Mind mentioning the other lists?
> Yours is also the only response from this list from someone also
> not represented on another, and I find that somewhat surprising.
I can't quite parse that. On another list?
> Yep, this is mostly due to the fact that NPCs are viewed as
> objects that perform functions, and who just happen to not be
> shaped like accordians or pencils.
Yup, thus my deconstructed comment.
>> I like a fifth category:
>> 4) Incidental outgrowth
> Now that I've trivialized them sufficiently, let me say that I
> whole-heartedly agree with your observation, if not your
> conclusions.
Excellent. (I'm much more interested in productive reaction than
agreement)
>> Is there an NPC anywhere which can be even remotely compared or
>> contrasted functionally with Alice's Father William?

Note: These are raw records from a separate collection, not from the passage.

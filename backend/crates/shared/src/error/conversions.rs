//! Error conversions - From implementations for common error types
//!
//! Provides automatic conversion from common error types to [`AppError`].

use super::app_error::AppError;
use super::kind::ErrorKind;

// ============================================================================
// Standard library conversions
// ============================================================================

impl From<std::io::Error> for AppError {
    fn from(err: std::io::Error) -> Self {
        let kind = match err.kind() {
            std::io::ErrorKind::NotFound => ErrorKind::NotFound,
            std::io::ErrorKind::PermissionDenied => ErrorKind::Forbidden,
            std::io::ErrorKind::TimedOut => ErrorKind::RequestTimeout,
            _ => ErrorKind::InternalServerError,
        };
        AppError::new(kind, "I/O operation failed").with_source(err)
    }
}

impl From<std::string::FromUtf8Error> for AppError {
    fn from(err: std::string::FromUtf8Error) -> Self {
        AppError::bad_request("Invalid UTF-8 string").with_source(err)
    }
}

impl From<std::num::ParseIntError> for AppError {
    fn from(err: std::num::ParseIntError) -> Self {
        AppError::bad_request("Invalid integer format").with_source(err)
    }
}

// ============================================================================
// uuid conversions
// ============================================================================

impl From<uuid::Error> for AppError {
    fn from(err: uuid::Error) -> Self {
        AppError::bad_request("Invalid identifier format").with_source(err)
    }
}

// ============================================================================
// serde_json conversions
// ============================================================================

impl From<serde_json::Error> for AppError {
    fn from(err: serde_json::Error) -> Self {
        if err.is_syntax() || err.is_data() {
            AppError::bad_request(format!("JSON parse error: {}", err)).with_source(err)
        } else {
            AppError::internal("JSON serialization error").with_source(err)
        }
    }
}

// ============================================================================
// SQLx conversions (feature-gated)
// ============================================================================

#[cfg(feature = "sqlx")]
impl From<sqlx::Error> for AppError {
    fn from(err: sqlx::Error) -> Self {
        match &err {
            sqlx::Error::RowNotFound => AppError::not_found("Record not found").with_source(err),
            sqlx::Error::PoolTimedOut => {
                AppError::service_unavailable("Database connection pool exhausted").with_source(err)
            }
            sqlx::Error::Database(db_err) => {
                // PostgreSQL specific error codes
                // https://www.postgresql.org/docs/current/errcodes-appendix.html
                let app_err = if let Some(code) = db_err.code() {
                    match code.as_ref() {
                        // Class 23 — Integrity Constraint Violation
                        "23502" => AppError::bad_request("Required field is null"),
                        "23503" => AppError::conflict("Foreign key violation"),
                        "23505" => AppError::conflict("Duplicate key value"),
                        "23514" => AppError::bad_request("Check constraint violation"),
                        // Class 53 — Insufficient Resources
                        "53000" | "53100" | "53200" | "53300" => {
                            AppError::service_unavailable("Database resource exhausted")
                        }
                        // Class 57 — Operator Intervention
                        "57000" | "57014" | "57P01" | "57P02" | "57P03" => {
                            AppError::service_unavailable("Database unavailable")
                        }
                        _ => AppError::internal("Database error"),
                    }
                } else {
                    AppError::internal("Database error")
                };
                app_err.with_source(err)
            }
            sqlx::Error::Io(_) => {
                AppError::service_unavailable("Database connection error").with_source(err)
            }
            _ => AppError::internal("Database error").with_source(err),
        }
    }
}

// ============================================================================
// axum integration (feature-gated)
// ============================================================================

#[cfg(feature = "axum")]
impl axum::response::IntoResponse for AppError {
    fn into_response(self) -> axum::response::Response {
        use axum::Json;
        use axum::http::StatusCode;

        let status =
            StatusCode::from_u16(self.status_code()).unwrap_or(StatusCode::INTERNAL_SERVER_ERROR);

        // RFC 7807 Problem Details for HTTP APIs
        let body = serde_json::json!({
            "type": format!("https://httpstatuses.io/{}", self.status_code()),
            "title": self.kind().as_str(),
            "status": self.status_code(),
            "detail": self.message(),
        });

        (status, Json(body)).into_response()
    }
}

> No, however we often don't have the luxury of populating worlds
> entirely with these characters.
Which doesn't really suit the question. Creating a Father William
is non-trivial. Its safe to assume with cost and time to market
constraints that such attempts would be limited. The critical point
to me is not that there are no MUDs which are entirely NPC populated
with Father William analogues, but that there are no MUDs which
contain anything close to a Father William analogue. This suggests
that not only is the attempt not being made, but that the value of
the attempt is not realised (or considered valuable).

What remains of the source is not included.